§ **What is being asked**
Copy all the lines below without altering anything.

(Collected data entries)
//! Top-level layout: header bar, file tree beside the terminals, toasts.

use leptos::prelude::*;

use crate::components::file_tree::FileTree;
use crate::components::header::Header;
use crate::components::terminal::TerminalPanel;
use crate::components::toast::Toasts;

stylance::import_crate_style!(css, "src/components/workbench/workbench.module.css");

#[component]
pub fn Workbench() -> impl IntoView {
    view! {
        <div class=css::workbench>
            <Header />
            <main class=css::body>
                <FileTree />
                <TerminalPanel />
            </main>
            <Toasts />
        </div>
    }
}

§ **Output of the task**
//! Top-level layout: header bar, file tree beside the terminals, toasts.

use leptos::prelude::*;

use crate::components::file_tree::FileTree;
use crate::components::header::Header;
use crate::components::terminal::TerminalPanel;
use crate::components::toast::Toasts;

stylance::import_crate_style!(css, "src/components/workbench/workbench.module.css");

#[component]
pub fn Workbench() -> impl IntoView {
    view! {
        <div class=css::workbench>
            <Header />
            <main class=css::body>
                <FileTree />
                <TerminalPanel />
            </main>
            <Toasts />
        </div>
    }
}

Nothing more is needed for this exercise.